Кто там, за стеной? Быть может, одноделец. Прошло еще два дня. И снова такой же приступ отчаяния, и снова те же жалкие детские слова о маленькой радости. И снова стук, и тюремщик протянул мне чудесное письмо от моей матери. Я был так потрясен этим мгновенным исполнением молитвы, что мне стало страшно. И я понял тогда такие знакомые слова «Страх Божий»! Если кто-нибудь когда-нибудь будет читать мою рукопись, он легко объяснит действие моей молитвы. Ведь это же все происходило в больном сознании, в начале психического заболевания. Но я отдавал себе отчет в каждом душевном движении: Страх Божий от ощущения присутствия Вечного, Всемогущего, Всеблагого...

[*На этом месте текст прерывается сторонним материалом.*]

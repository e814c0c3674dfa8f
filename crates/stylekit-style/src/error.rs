use thiserror::Error;

pub type Result<T> = std::result::Result<T, ThemeError>;

#[derive(Debug, Error)]
pub enum ThemeError {
    #[error("failed to parse theme JSON: {0}")]
    Parse(#[from] serde_json::Error),
    #[error("theme validation failed: {0}")]
    Validation(String),
}

impl ThemeError {
    #[must_use]
    pub fn invalid(message: impl Into<String>) -> Self {
        Self::Validation(message.into())
    }
}
#![no_main]

use libfuzzer_sys::fuzz_target;
use stylekit_core::ColorScheme;
use stylekit_style::ThemeConfig;

fuzz_target!(|data: &[u8]| {
    let Ok(text) = std::str::from_utf8(data) else {
        return;
    };
    if text.len() > 8192 {
        return;
    }

    // Parsing and conversion return errors, never panic.
    let Ok(config) = ThemeConfig::from_json(text) else {
        return;
    };
    if let Ok(themes) = config.into_theme_set() {
        let _ = themes.for_scheme(ColorScheme::Light).colors.bg.len();
        let _ = themes.for_scheme(ColorScheme::Dark).colors.fg.len();
    }
});
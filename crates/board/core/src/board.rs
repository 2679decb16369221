//! Builds the board scene for an encounter.
//!
//! Layout of the generated subtree:
//!
//! ```text
//! Board                      group, offset to centre the shape on the origin
//! ├── MovementOptions        group, filled by `show_movement_options`
//! ├── tile:<placement>       one per occupiable cell
//! ├── piece:<role>-<color>   one per setup entry
//! └── cursor                 group holding the `cursor-<color>` mesh
//! ```

use std::collections::BTreeSet;
use std::fmt;

use glam::Vec3;

use crate::coords::placement_to_coordinate;
use crate::encounter::{BoardSpec, Environment, PieceColor};
use crate::interaction::TILE_TAG;
use crate::notation::Placement;
use crate::scene::{Material, Model, NodeId, NodeKind, Scene};
use crate::topology::BoardShape;

pub const BOARD_NODE: &str = "Board";
pub const MOVEMENT_OPTIONS_NODE: &str = "MovementOptions";
pub const CURSOR_NODE: &str = "cursor";

pub const TILE_LIGHT: Material = Material::opaque(0xffffff);
pub const TILE_DARK: Material = Material::opaque(0x666666);
pub const PIECE_WHITE: Material = Material::opaque(0xf0f0f0);
pub const PIECE_BLACK: Material = Material::opaque(0x101010);
pub const CURSOR_MATERIAL: Material = Material::translucent(0x006e93, 0.5);

/// What the board builder asks the asset provider for.
#[derive(Clone, Copy, Debug, PartialEq, Eq, Hash, PartialOrd, Ord)]
pub enum AssetKey<'a> {
    Tile,
    Piece { role: &'a str, color: PieceColor },
    Environment { name: &'a str },
}

impl fmt::Display for AssetKey<'_> {
    fn fmt(&self, f: &mut fmt::Formatter<'_>) -> fmt::Result {
        match self {
            Self::Tile => f.write_str("tile"),
            Self::Piece { role, color } => write!(f, "piece {role}-{color}"),
            Self::Environment { name } => write!(f, "environment {name}"),
        }
    }
}

/// Supplies models per setting; `None` means "use a placeholder".
pub trait AssetProvider {
    fn model(&self, setting: &str, key: AssetKey<'_>) -> Option<Model>;
}

/// Provider with no models at all; every lookup falls back to placeholders.
#[derive(Clone, Copy, Debug, Default)]
pub struct PlaceholderAssets;

impl AssetProvider for PlaceholderAssets {
    fn model(&self, _setting: &str, _key: AssetKey<'_>) -> Option<Model> {
        None
    }
}

/// Handles to the nodes the engine keeps driving after creation.
#[derive(Clone, Copy, Debug, PartialEq, Eq)]
pub struct BoardNodes {
    pub board: NodeId,
    pub movement_options: NodeId,
    pub cursor: NodeId,
    pub environment: Option<NodeId>,
}

/// Offset that centres the shape, header row and label column included.
pub fn board_offset(shape: &BoardShape) -> Vec3 {
    Vec3::new(
        -((shape.height() - 1) as f32 / 2.0),
        0.0,
        (shape.width() - 1) as f32 / 2.0,
    )
}

/// Checkerboard colouring by shape row and column.
pub fn tile_material(row: usize, column: usize) -> Material {
    if (row + column.saturating_sub(1)) % 2 == 1 {
        TILE_DARK
    } else {
        TILE_LIGHT
    }
}

pub fn placeholder_tile() -> Model {
    let mut plane = Model::new(NodeKind::cuboid(0.96, 0.1, 0.96, TILE_LIGHT));
    plane.offset = Vec3::new(0.0, -0.05, 0.0);
    Model::new(NodeKind::Group).with_child("Plane", plane)
}

pub fn placeholder_piece() -> Model {
    let mut body = Model::new(NodeKind::cuboid(0.5, 0.5, 0.5, PIECE_WHITE));
    body.offset = Vec3::new(0.0, 0.25, 0.0);
    Model::new(NodeKind::Group).with_child("body", body)
}

/// Adds the board subtree for `spec` under the scene root.
pub fn build_board(
    scene: &mut Scene,
    spec: &BoardSpec,
    environment: &Environment,
    assets: &dyn AssetProvider,
    cursor: Placement,
) -> BoardNodes {
    let setting = environment.setting.name.as_str();
    let mut fallbacks = BTreeSet::new();
    let mut lookup = |key: AssetKey<'_>, placeholder: fn() -> Model| {
        assets.model(setting, key).unwrap_or_else(|| {
            fallbacks.insert(key.to_string());
            placeholder()
        })
    };

    let root = scene.root();
    let board = scene.add(
        root,
        BOARD_NODE,
        NodeKind::Group,
        board_offset(&spec.shape),
    );
    let movement_options = scene.add(board, MOVEMENT_OPTIONS_NODE, NodeKind::Group, Vec3::ZERO);

    let tile = lookup(AssetKey::Tile, placeholder_tile);
    for cell in spec.shape.cells() {
        let node = scene.instantiate(
            board,
            format!("{TILE_TAG}{}", cell.placement),
            &tile,
            placement_to_coordinate(cell.placement).to_vec3(),
        );
        paint(scene, node, tile_material(cell.row, cell.column));
    }

    for (placement, entry) in &spec.setup {
        if !spec.shape.is_occupiable(*placement) {
            tracing::warn!(
                %placement,
                role = %entry.character.role,
                "setup entry off the board shape"
            );
        }
        let character = &entry.character;
        let model = lookup(
            AssetKey::Piece {
                role: &character.role,
                color: character.color,
            },
            placeholder_piece,
        );
        let node = scene.instantiate(
            board,
            character.node_name(),
            &model,
            placement_to_coordinate(*placement).to_vec3(),
        );
        paint(
            scene,
            node,
            match character.color {
                PieceColor::White => PIECE_WHITE,
                PieceColor::Black => PIECE_BLACK,
            },
        );
    }

    let cursor_color = spec
        .piece_at(cursor)
        .map_or(PieceColor::White, |entry| entry.character.color);
    let cursor_node = scene.add(
        board,
        CURSOR_NODE,
        NodeKind::Group,
        placement_to_coordinate(cursor).to_vec3(),
    );
    scene.add(
        cursor_node,
        format!("cursor-{cursor_color}"),
        NodeKind::cuboid(0.8, 0.2, 0.8, CURSOR_MATERIAL),
        Vec3::ZERO,
    );

    let environment_node = assets
        .model(
            setting,
            AssetKey::Environment {
                name: &environment.name,
            },
        )
        .map(|model| scene.instantiate(root, environment.name.clone(), &model, Vec3::ZERO));

    for key in &fallbacks {
        tracing::warn!(setting, asset = %key, "asset unavailable, using placeholder");
    }

    BoardNodes {
        board,
        movement_options,
        cursor: cursor_node,
        environment: environment_node,
    }
}

/// Applies `material` to every mesh in the subtree at `id`.
fn paint(scene: &mut Scene, id: NodeId, material: Material) {
    let subtree: Vec<NodeId> = std::iter::once(id).chain(scene.descendants(id)).collect();
    for node in subtree {
        if let Some(NodeKind::Mesh { material: slot, .. }) =
            scene.node_mut(node).map(|node| &mut node.kind)
        {
            *slot = material;
        }
    }
}
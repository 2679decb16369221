//! Content factory for loading board content from a data directory.

use std::collections::BTreeMap;
use std::path::{Path, PathBuf};

use board_core::{Encounter, Maneuver, Placement, ViewportConfig};

use crate::loaders::{ConfigLoader, EncounterLoader, LoadResult, ManeuverLoader};

/// Content factory that loads encounters and viewport settings.
///
/// # Directory Structure
///
/// ```text
/// data_dir/
/// ├── viewport.toml
/// ├── encounters/
/// │   └── courtyard.ron
/// └── maneuvers/
///     └── courtyard.json
/// ```
pub struct ContentFactory {
    data_dir: PathBuf,
}

impl ContentFactory {
    pub fn new(data_dir: impl Into<PathBuf>) -> Self {
        Self {
            data_dir: data_dir.into(),
        }
    }

    /// Load viewport settings from `viewport.toml`, or defaults when the
    /// file does not exist.
    pub fn load_viewport_config(&self) -> LoadResult<ViewportConfig> {
        let path = self.data_dir.join("viewport.toml");
        if path.exists() {
            ConfigLoader::load(&path)
        } else {
            tracing::debug!(path = %path.display(), "no viewport config, using defaults");
            Ok(ViewportConfig::default())
        }
    }

    /// Load an encounter from `encounters/{name}.ron`.
    ///
    /// Movement options from `maneuvers/{name}.json`, when present, are
    /// merged per placement: a placement listed in the JSON takes the JSON's
    /// maneuvers in place of the encounter file's, other placements keep
    /// theirs. The merged set is validated against the board shape.
    pub fn load_encounter(&self, name: &str) -> LoadResult<Encounter> {
        let path = self.data_dir.join("encounters").join(format!("{}.ron", name));
        let mut encounter = EncounterLoader::load(&path)?;

        if let Some(options) = self.load_maneuvers(name)? {
            encounter.movement_options.extend(options);
            EncounterLoader::validate_maneuvers(&encounter)
                .map_err(|e| anyhow::anyhow!("{} (maneuvers/{}.json)", e, name))?;
        }
        Ok(encounter)
    }

    /// Load movement options from `maneuvers/{name}.json` if the file exists.
    pub fn load_maneuvers(
        &self,
        name: &str,
    ) -> LoadResult<Option<BTreeMap<Placement, Vec<Maneuver>>>> {
        let path = self.data_dir.join("maneuvers").join(format!("{}.json", name));
        if !path.exists() {
            return Ok(None);
        }
        ManeuverLoader::load(&path).map(Some)
    }

    /// Names of the encounters under `encounters/`, sorted.
    pub fn encounter_names(&self) -> LoadResult<Vec<String>> {
        let dir = self.data_dir.join("encounters");
        let entries = std::fs::read_dir(&dir)
            .map_err(|e| anyhow::anyhow!("Failed to read directory {}: {}", dir.display(), e))?;

        let mut names = Vec::new();
        for entry in entries {
            let path = entry?.path();
            if path.extension().is_some_and(|ext| ext == "ron")
                && let Some(stem) = path.file_stem().and_then(|stem| stem.to_str())
            {
                names.push(stem.to_owned());
            }
        }
        names.sort();
        Ok(names)
    }

    pub fn data_dir(&self) -> &Path {
        &self.data_dir
    }
}
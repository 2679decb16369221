//! Frame-driven animation tasks.
//!
//! Every animation is an explicit [`AnimationTask`] with its own time origin,
//! duration and easing. A single [`FrameDispatcher`] advances all tasks when
//! the host reports a new frame timestamp, so tests drive animations with
//! synthetic time instead of a wall clock.

use std::fmt;

use glam::Vec3;

use crate::camera::Camera;
use crate::scene::{NodeId, Scene};

/// Milliseconds on the host's frame clock.
#[derive(Clone, Copy, Debug, PartialEq, Eq, PartialOrd, Ord, Hash, Default)]
pub struct Timestamp(pub u64);

impl Timestamp {
    pub const ZERO: Self = Self(0);

    pub const fn from_millis(millis: u64) -> Self {
        Self(millis)
    }

    pub const fn millis(self) -> u64 {
        self.0
    }

    /// Milliseconds elapsed since `earlier`, zero if `earlier` is later.
    pub const fn since(self, earlier: Self) -> u64 {
        self.0.saturating_sub(earlier.0)
    }
}

impl std::ops::Add<u64> for Timestamp {
    type Output = Timestamp;
    fn add(self, rhs: u64) -> Timestamp {
        Timestamp(self.0.saturating_add(rhs))
    }
}

impl fmt::Display for Timestamp {
    fn fmt(&self, f: &mut fmt::Formatter<'_>) -> fmt::Result {
        write!(f, "{}ms", self.0)
    }
}

#[derive(Clone, Copy, Debug, PartialEq, Eq, Default)]
#[cfg_attr(
    feature = "serde",
    derive(serde::Serialize, serde::Deserialize),
    serde(rename_all = "snake_case")
)]
pub enum Easing {
    Linear,
    #[default]
    EaseInOutQuad,
}

impl Easing {
    /// Maps linear progress in `[0, 1]` to eased progress.
    pub fn apply(self, t: f32) -> f32 {
        let t = t.clamp(0.0, 1.0);
        match self {
            Easing::Linear => t,
            Easing::EaseInOutQuad => {
                if t < 0.5 {
                    2.0 * t * t
                } else {
                    1.0 - (-2.0 * t + 2.0).powi(2) / 2.0
                }
            }
        }
    }
}

/// What an animation step writes to.
#[derive(Clone, Copy, Debug, PartialEq, Eq, Hash)]
pub enum AnimationChannel {
    /// Camera position; the camera is re-aimed at the board origin each step.
    CameraEye,
    /// Local offset of a scene node.
    NodeOffset(NodeId),
}

/// Receives interpolated values from the dispatcher.
pub trait AnimationSink {
    fn apply_step(&mut self, channel: AnimationChannel, value: Vec3);
}

/// The live camera and scene, as seen by animation steps.
pub struct Stage<'a> {
    pub scene: &'a mut Scene,
    pub camera: &'a mut Camera,
}

impl AnimationSink for Stage<'_> {
    fn apply_step(&mut self, channel: AnimationChannel, value: Vec3) {
        match channel {
            AnimationChannel::CameraEye => {
                self.camera.eye = value;
                self.camera.look_at_origin();
            }
            AnimationChannel::NodeOffset(node) => {
                if !self.scene.set_position(node, value) {
                    tracing::debug!(?node, "animation target node no longer exists");
                }
            }
        }
    }
}

/// Interpolation of one channel between two values.
#[derive(Clone, Copy, Debug, PartialEq)]
pub struct AnimationTask {
    pub channel: AnimationChannel,
    pub start: Timestamp,
    pub duration_ms: u64,
    pub easing: Easing,
    pub from: Vec3,
    pub to: Vec3,
}

impl AnimationTask {
    pub fn new(
        channel: AnimationChannel,
        start: Timestamp,
        duration_ms: u64,
        easing: Easing,
        from: Vec3,
        to: Vec3,
    ) -> Self {
        Self {
            channel,
            start,
            duration_ms,
            easing,
            from,
            to,
        }
    }

    /// Linear progress in `[0, 1]`.
    pub fn progress(&self, now: Timestamp) -> f32 {
        if self.duration_ms == 0 {
            return 1.0;
        }
        (now.since(self.start) as f32 / self.duration_ms as f32).min(1.0)
    }

    /// Interpolated value at `now`; valid at any point of the animation.
    pub fn sample(&self, now: Timestamp) -> Vec3 {
        self.from
            .lerp(self.to, self.easing.apply(self.progress(now)))
    }

    pub fn is_finished(&self, now: Timestamp) -> bool {
        self.progress(now) >= 1.0
    }
}

/// Advances every scheduled animation once per frame.
#[derive(Clone, Debug, Default)]
pub struct FrameDispatcher {
    tasks: Vec<AnimationTask>,
}

impl FrameDispatcher {
    pub fn new() -> Self {
        Self::default()
    }

    /// Schedules `task`, replacing any task already driving the same channel.
    pub fn schedule(&mut self, task: AnimationTask) {
        self.cancel(task.channel);
        self.tasks.push(task);
    }

    pub fn cancel(&mut self, channel: AnimationChannel) {
        self.tasks.retain(|task| task.channel != channel);
    }

    pub fn task(&self, channel: AnimationChannel) -> Option<&AnimationTask> {
        self.tasks.iter().find(|task| task.channel == channel)
    }

    /// Current value of the channel's animation, if one is in flight.
    pub fn sample(&self, channel: AnimationChannel, now: Timestamp) -> Option<Vec3> {
        self.task(channel).map(|task| task.sample(now))
    }

    pub fn is_animating(&self, channel: AnimationChannel) -> bool {
        self.task(channel).is_some()
    }

    pub fn is_idle(&self) -> bool {
        self.tasks.is_empty()
    }

    /// Applies one step of every task to `sink` and retires finished tasks.
    ///
    /// Returns true while any task remains in flight.
    pub fn tick(&mut self, now: Timestamp, sink: &mut impl AnimationSink) -> bool {
        for task in &self.tasks {
            sink.apply_step(task.channel, task.sample(now));
        }
        self.tasks.retain(|task| !task.is_finished(now));
        !self.tasks.is_empty()
    }
}
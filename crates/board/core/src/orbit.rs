//! Camera orbit controller.
//!
//! The controller owns the logical [`PerspectiveState`]s (`initial` and
//! `current`) and turns perspective commands into camera transitions on the
//! [`FrameDispatcher`]. The logical pose changes the instant a command is
//! accepted; the rendered camera converges on it over the transition.

use std::collections::VecDeque;

use glam::Vec3;
use strum::{Display, EnumString};

use crate::animation::{AnimationChannel, AnimationTask, Easing, FrameDispatcher, Timestamp};
use crate::camera::Camera;
use crate::perspective::{PerspectiveCommand, PerspectiveState};

/// How a command issued during an in-flight transition is handled.
#[derive(Clone, Copy, Debug, PartialEq, Eq, Default, Display, EnumString)]
#[strum(serialize_all = "snake_case")]
#[cfg_attr(
    feature = "serde",
    derive(serde::Serialize, serde::Deserialize),
    serde(rename_all = "snake_case")
)]
pub enum CommandPolicy {
    /// Start a new transition from the currently rendered pose.
    #[default]
    Compose,
    /// Play transitions one after another.
    Queue,
    /// Refuse commands until the camera has settled.
    Reject,
}

#[derive(Clone, Debug)]
pub struct CameraOrbitController {
    initial: PerspectiveState,
    current: PerspectiveState,
    policy: CommandPolicy,
    duration_ms: u64,
    easing: Easing,
    queued: VecDeque<Vec3>,
}

impl Default for CameraOrbitController {
    fn default() -> Self {
        Self::new(CommandPolicy::default(), Self::TRANSITION_MS, Easing::default())
    }
}

impl CameraOrbitController {
    pub const TRANSITION_MS: u64 = 1000;

    pub fn new(policy: CommandPolicy, duration_ms: u64, easing: Easing) -> Self {
        Self {
            initial: PerspectiveState::default(),
            current: PerspectiveState::default(),
            policy,
            duration_ms,
            easing,
            queued: VecDeque::new(),
        }
    }

    /// Sets the home pose for a new encounter and snaps the camera to it.
    pub fn initialize(
        &mut self,
        home: PerspectiveState,
        camera: &mut Camera,
        dispatcher: &mut FrameDispatcher,
    ) {
        self.initial = home;
        self.current = home;
        self.queued.clear();
        dispatcher.cancel(AnimationChannel::CameraEye);

        camera.eye = home.eye_position();
        camera.look_at_origin();
        tracing::debug!(
            alpha = home.alpha.degrees(),
            beta = home.beta.degrees(),
            radius = home.radius,
            "camera initialized"
        );
    }

    pub fn initial(&self) -> PerspectiveState {
        self.initial
    }

    pub fn current(&self) -> PerspectiveState {
        self.current
    }

    pub fn policy(&self) -> CommandPolicy {
        self.policy
    }

    pub fn set_policy(&mut self, policy: CommandPolicy) {
        self.policy = policy;
        if policy != CommandPolicy::Queue {
            self.queued.clear();
        }
    }

    /// The pose `command` would lead to, or `None` at an elevation boundary.
    pub fn target_for(&self, command: PerspectiveCommand) -> Option<PerspectiveState> {
        self.current.apply(command, &self.initial)
    }

    /// True while a transition is playing or waiting in the queue.
    pub fn is_transitioning(&self, dispatcher: &FrameDispatcher) -> bool {
        dispatcher.is_animating(AnimationChannel::CameraEye) || !self.queued.is_empty()
    }

    /// Applies `command` and schedules the camera transition.
    ///
    /// Returns `false` when nothing changed: the command was a no-op at an
    /// elevation boundary, or the policy refused it mid-transition.
    pub fn change_perspective(
        &mut self,
        command: PerspectiveCommand,
        now: Timestamp,
        camera: &Camera,
        dispatcher: &mut FrameDispatcher,
    ) -> bool {
        let busy = self.is_transitioning(dispatcher);
        if busy && self.policy == CommandPolicy::Reject {
            tracing::debug!(%command, "perspective change refused while animating");
            return false;
        }

        let Some(next) = self.target_for(command) else {
            tracing::debug!(
                %command,
                beta = self.current.beta.degrees(),
                "perspective unchanged at boundary"
            );
            return false;
        };
        self.current = next;
        let target = next.eye_position();

        if busy && self.policy == CommandPolicy::Queue {
            self.queued.push_back(target);
        } else {
            let from = dispatcher
                .sample(AnimationChannel::CameraEye, now)
                .unwrap_or(camera.eye);
            dispatcher.schedule(self.transition(from, target, now));
        }

        tracing::debug!(
            %command,
            alpha = next.alpha.degrees(),
            beta = next.beta.degrees(),
            "perspective changed"
        );
        true
    }

    /// Starts the next queued transition once the camera has settled.
    pub fn pump(&mut self, now: Timestamp, camera: &Camera, dispatcher: &mut FrameDispatcher) {
        if dispatcher.is_animating(AnimationChannel::CameraEye) {
            return;
        }
        if let Some(target) = self.queued.pop_front() {
            dispatcher.schedule(self.transition(camera.eye, target, now));
        }
    }

    fn transition(&self, from: Vec3, to: Vec3, now: Timestamp) -> AnimationTask {
        AnimationTask::new(
            AnimationChannel::CameraEye,
            now,
            self.duration_ms,
            self.easing,
            from,
            to,
        )
    }
}

#[cfg(test)]
mod tests {
    use super::*;
    use crate::animation::AnimationSink;
    use crate::perspective::{Azimuth, Elevation};

    struct CameraSink<'a>(&'a mut Camera);

    impl AnimationSink for CameraSink<'_> {
        fn apply_step(&mut self, _channel: AnimationChannel, value: Vec3) {
            self.0.eye = value;
            self.0.look_at_origin();
        }
    }

    fn setup(policy: CommandPolicy) -> (CameraOrbitController, Camera, FrameDispatcher) {
        let mut controller = CameraOrbitController::new(policy, 1000, Easing::EaseInOutQuad);
        let mut camera = Camera::default();
        let mut dispatcher = FrameDispatcher::new();
        controller.initialize(PerspectiveState::default(), &mut camera, &mut dispatcher);
        (controller, camera, dispatcher)
    }

    #[test]
    fn initialize_places_the_camera_at_the_home_pose() {
        let (controller, camera, dispatcher) = setup(CommandPolicy::Compose);
        assert_eq!(camera.eye, controller.initial().eye_position());
        assert_eq!(camera.target, Vec3::ZERO);
        assert!(dispatcher.is_idle());
    }

    #[test]
    fn boundary_commands_return_false_and_schedule_nothing() {
        let (mut controller, camera, mut dispatcher) = setup(CommandPolicy::Compose);
        assert!(!controller.change_perspective(
            PerspectiveCommand::Down,
            Timestamp(0),
            &camera,
            &mut dispatcher
        ));
        assert!(dispatcher.is_idle());

        let top = PerspectiveState::new(Azimuth::Deg0, Elevation::High, 7.0);
        let mut camera = camera;
        controller.initialize(top, &mut camera, &mut dispatcher);
        assert!(!controller.change_perspective(
            PerspectiveCommand::Up,
            Timestamp(0),
            &camera,
            &mut dispatcher
        ));
    }

    #[test]
    fn logical_state_changes_before_the_camera_arrives() {
        let (mut controller, mut camera, mut dispatcher) = setup(CommandPolicy::Compose);
        assert!(controller.change_perspective(
            PerspectiveCommand::Left,
            Timestamp(0),
            &camera,
            &mut dispatcher
        ));
        assert!(controller.change_perspective(
            PerspectiveCommand::Left,
            Timestamp(100),
            &camera,
            &mut dispatcher
        ));
        assert_eq!(controller.current().alpha, Azimuth::Deg270);

        dispatcher.tick(Timestamp(500), &mut CameraSink(&mut camera));
        assert_ne!(camera.eye, controller.current().eye_position());

        dispatcher.tick(Timestamp(1100), &mut CameraSink(&mut camera));
        assert!(camera.eye.abs_diff_eq(controller.current().eye_position(), 1e-5));
        assert!(dispatcher.is_idle());
    }

    #[test]
    fn compose_restarts_from_the_rendered_pose() {
        let (mut controller, camera, mut dispatcher) = setup(CommandPolicy::Compose);
        controller.change_perspective(
            PerspectiveCommand::Up,
            Timestamp(0),
            &camera,
            &mut dispatcher,
        );
        let midway = dispatcher.sample(AnimationChannel::CameraEye, Timestamp(400)).unwrap();

        controller.change_perspective(
            PerspectiveCommand::Up,
            Timestamp(400),
            &camera,
            &mut dispatcher,
        );
        let task = dispatcher.task(AnimationChannel::CameraEye).unwrap();
        assert_eq!(task.from, midway);
        assert_eq!(task.start, Timestamp(400));
    }

    #[test]
    fn queue_plays_legs_in_order() {
        let (mut controller, mut camera, mut dispatcher) = setup(CommandPolicy::Queue);
        controller.change_perspective(
            PerspectiveCommand::Up,
            Timestamp(0),
            &camera,
            &mut dispatcher,
        );
        controller.change_perspective(
            PerspectiveCommand::Up,
            Timestamp(200),
            &camera,
            &mut dispatcher,
        );
        assert_eq!(controller.current().beta, Elevation::High);

        let first_leg = PerspectiveState {
            beta: Elevation::Mid,
            ..controller.current()
        };
        dispatcher.tick(Timestamp(1000), &mut CameraSink(&mut camera));
        assert!(camera.eye.abs_diff_eq(first_leg.eye_position(), 1e-5));
        assert!(controller.is_transitioning(&dispatcher));

        controller.pump(Timestamp(1016), &camera, &mut dispatcher);
        dispatcher.tick(Timestamp(2016), &mut CameraSink(&mut camera));
        assert!(camera.eye.abs_diff_eq(controller.current().eye_position(), 1e-5));
        assert!(!controller.is_transitioning(&dispatcher));
    }

    #[test]
    fn reject_refuses_commands_mid_transition() {
        let (mut controller, camera, mut dispatcher) = setup(CommandPolicy::Reject);
        assert!(controller.change_perspective(
            PerspectiveCommand::Right,
            Timestamp(0),
            &camera,
            &mut dispatcher
        ));
        assert!(!controller.change_perspective(
            PerspectiveCommand::Right,
            Timestamp(10),
            &camera,
            &mut dispatcher
        ));
        assert_eq!(controller.current().alpha, Azimuth::Deg135);
    }

    #[test]
    fn home_returns_to_the_initial_pose() {
        let (mut controller, camera, mut dispatcher) = setup(CommandPolicy::Compose);
        controller.change_perspective(
            PerspectiveCommand::Right,
            Timestamp(0),
            &camera,
            &mut dispatcher,
        );
        controller.change_perspective(
            PerspectiveCommand::Up,
            Timestamp(0),
            &camera,
            &mut dispatcher,
        );
        assert!(controller.change_perspective(
            PerspectiveCommand::Home,
            Timestamp(0),
            &camera,
            &mut dispatcher
        ));
        assert_eq!(controller.current(), controller.initial());
    }

    #[test]
    fn policies_parse_from_snake_case() {
        assert_eq!("queue".parse::<CommandPolicy>(), Ok(CommandPolicy::Queue));
        assert_eq!(CommandPolicy::Compose.to_string(), "compose");
    }
}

Мне казалось, что я могу говорить с Ним, как Жан Кристоф в «Неопалимой купине». Но я был охвачен чувством безграничного смирения. В тюрьме еще два раза я дерзнул произнести эти слова, и каждый раз моя молитва была исполнена.

Я вспоминал слова, обращенные ко мне умирающей Таточкой: [Папочка, Бог с тобой!»

И сколько раз в моей жизни в тягчайшие минуты мне хотелось произнести эти слова, но меня удерживал страх: «Имею ли я право еще и требовать чуда».

Наступил мой любимый праздник — сочельник. Я хотел отметить его. Накопил сахарный песок и сделал из пшенной каши подобие пасхи. Воткнул в нее спички, чтобы их зажечь на откидном металлическом столике, постелил вышитое полотенце, полученное мною с вещевой передачей. Незадолго до этого дня меня постигла беда: мой Теон больше не спускался на столик и ничего не ел. Я поймал его, чтобы насильно покормить, и посадил перед каплей воды, в которой растворил сахар. Но Теон не ел и не пил. Когда я ловил его, то чуть повредил крылышко. Муха больше не взлетала, а только, жужжа, подпрыгивала. И вот в сочельник, в тот момент, когда я зажег свечи (т. е. спички), на стол спустился Эсхин и вслед за ним, сильно жужжа, Теон. О мои милые гости, мои верные друзья. Как я был вам рад! Но праздничного блюда я поесть не мог. Только догорели спички, как явился тюремщик и сказал фразу, которую я с трепетом ждал столько дней, столько ночей: «Собирайся с вещами!» На этот раз, сам не знаю, почему, эти слова не прозвучали призывом к казни. Я очень бодро собрал свои вещи, предоставил праздничное блюдо Теону с Эсхином, и покинул камеру, в которой просидел с 29 сентября по 24 декабря.